Booze Bill in PA Eases Regulations
Business + Economy

Booze Bill in PA Eases Regulations

A plan pushed by Pennsylvania Gov. Tom Corbett and the state House majority leader to shut down state-owned wine and liquor stores and auction off retail liquor-store licenses to supermarkets and other private operators collapsed Tuesday in a House committee meeting controlled by their fellow Republicans.

Instead, Republicans on the House Liquor Control Committee voted unanimously to scrap a bill proposed by Majority Leader Mike Turzai, R-Allegheny, in favor of a plan that supporters say would strengthen the profitability of the state stores while providing more options for people in Pennsylvania to buy wine and beer from private retailers. In part, the bill would allow the state's approximately 1,200 retail beer distributors to apply for licenses to sell wine.

Even though the bill keeps open the state stores, Republicans called it the only privatization legislation that has won a committee vote in Pennsylvania since Prohibition. All 10 Democrats on the committee opposed the bill, although they supported an amendment to it that would give the state Liquor Control Board a freer hand to operate the stores.

Prospects for the bill are not clear in the full House, and a raft of proposed amendments are expected to emerge on a topic that has proven to be as complicated as any for the Legislature over the years. Turzai cast the committee's vote as a victory for privatization, but he also suggested that he wasn't giving up, saying that he would work to "enhance" it.

Liquor Control Committee Chairman John Taylor "put his mark on the privatization efforts that he could support as part of a transition approach, and it was a big step, it was a very positive step," Turzai said.

Other GOP governors as far back as Dick Thornburgh in the late 1970s and '80s made liquor store privatization efforts, but those efforts died in the Legislature and Democrats continue to oppose them today. And while Corbett and Turzai have argued for over a year that the state should not control the wine and liquor business, as few other states do, many Republican lawmakers have not sided with them.

Taylor, R-Philadelphia, defended the bill as a better transition to a private market than Corbett's idea because it would allow good stores to thrive without costing the jobs of 4,300 state-store employees and get major food and liquor retailers get into the business.

"On paper, this looks to be 'privatization-lite,'" Taylor said. "If you play it out, it's much more significant in terms of what will happen after this is passed. ... I think you'll have a hybrid approach in terms of the retail market, as well.

"You'll have a Total Wine (store) in Pennsylvania, you'll have mom-and-pop operations, you'll have supermarkets with this ability to do it and I think that's significant enough without doing damage," he said.

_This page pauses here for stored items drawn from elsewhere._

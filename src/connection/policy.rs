use std::time::Duration;

/// Timing and threshold knobs for connect, capture and reconnect.
///
/// Every wait the manager performs comes from here, so tests can shrink them to
/// milliseconds.
#[derive(Clone, Debug)]
pub struct RetryPolicy {
    /// Budget for the TCP reachability probe.
    pub probe_timeout: Duration,
    /// First-frame reads attempted while connecting.
    pub frame_attempts: u32,
    pub frame_retry_delay: Duration,
    /// Attempts made by `connect_with_retry`.
    pub connect_attempts: u32,
    pub connect_retry_delay: Duration,
    /// Consecutive read failures after which the source is reopened.
    pub soft_failure_threshold: u32,
    /// Consecutive read failures at which the capture loop gives up.
    pub hard_failure_threshold: u32,
    /// Reopen attempts allowed per failure episode.
    pub max_reconnect_attempts: u32,
    /// Pause after a failed read; doubles every few failures up to the max.
    pub failure_pause: Duration,
    pub max_failure_pause: Duration,
    /// Wait after tearing down a failing stream before reopening it.
    pub reconnect_delay: Duration,
    /// Reads discarded on disconnect to flush decoder buffers.
    pub drain_reads: u32,
    /// Frames whose mean brightness falls outside this range are discarded.
    pub min_brightness: f64,
    pub max_brightness: f64,
    /// How long `stop` waits for the capture worker before detaching it.
    pub join_timeout: Duration,
}

impl Default for RetryPolicy {
    fn default() -> Self {
        Self {
            probe_timeout: Duration::from_secs(5),
            frame_attempts: 5,
            frame_retry_delay: Duration::from_millis(200),
            connect_attempts: 3,
            connect_retry_delay: Duration::from_secs(2),
            soft_failure_threshold: 15,
            hard_failure_threshold: 20,
            max_reconnect_attempts: 5,
            failure_pause: Duration::from_millis(50),
            max_failure_pause: Duration::from_millis(500),
            reconnect_delay: Duration::from_secs(3),
            drain_reads: 3,
            min_brightness: 5.0,
            max_brightness: 250.0,
            join_timeout: Duration::from_secs(5),
        }
    }
}

impl RetryPolicy {
    /// Pause after the `failures`-th consecutive failed read.
    pub fn failure_pause_for(&self, failures: u32) -> Duration {
        let exponent = (failures.saturating_sub(1) / 5).min(16);
        self.failure_pause
            .saturating_mul(2u32.pow(exponent))
            .min(self.max_failure_pause)
    }

    /// Cheap corruption screen: nearly black or blown-out frames.
    pub fn is_corrupt(&self, mean_brightness: f64) -> bool {
        mean_brightness < self.min_brightness || mean_brightness > self.max_brightness
    }

    pub fn should_reconnect(&self, failures: u32) -> bool {
        failures > self.soft_failure_threshold
    }

    pub fn should_give_up(&self, failures: u32) -> bool {
        failures >= self.hard_failure_threshold
    }
}

#[cfg(test)]
mod tests {
    use super::*;

    #[test]
    fn pause_grows_and_caps() {
        let policy = RetryPolicy::default();
        assert_eq!(policy.failure_pause_for(1), Duration::from_millis(50));
        assert_eq!(policy.failure_pause_for(5), Duration::from_millis(50));
        assert_eq!(policy.failure_pause_for(6), Duration::from_millis(100));
        assert_eq!(policy.failure_pause_for(11), Duration::from_millis(200));
        assert_eq!(policy.failure_pause_for(1000), Duration::from_millis(500));
    }

    #[test]
    fn thresholds() {
        let policy = RetryPolicy::default();
        assert!(!policy.should_reconnect(15));
        assert!(policy.should_reconnect(16));
        assert!(!policy.should_give_up(19));
        assert!(policy.should_give_up(20));
    }

    #[test]
    fn brightness_screen() {
        let policy = RetryPolicy::default();
        assert!(policy.is_corrupt(0.0));
        assert!(policy.is_corrupt(254.0));
        assert!(!policy.is_corrupt(120.0));
    }
}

Under the bill, restaurants, bars and beer distributors could sell beer in a wider variety of quantities. The retail beer distributors, which currently sell cases and kegs of beer, could get $50,000 licenses to sell wine. For a price of $100 million per license, a private wine wholesaler could compete with the state Liquor Control Board, which holds a monopoly now, to sell wine to restaurants, bars, hotels and the newly created retail wine and beer distributorships.

The state stores would remain the only licensees that could sell hard liquor, and the Liquor Control Board would get more power over purchasing, pricing and setting the hours that its stores can operate, including opening more stores on Sunday than the approximately 150 allowed by law.

Taylor said he would expect some beer distributors to sell their licenses to supermarkets or other retailers that want to take over the business, get a retail wine license and attach a beer and wine store. About 100 convenience stores, groceries and supermarkets currently sell beer through retail restaurant licenses, Taylor said.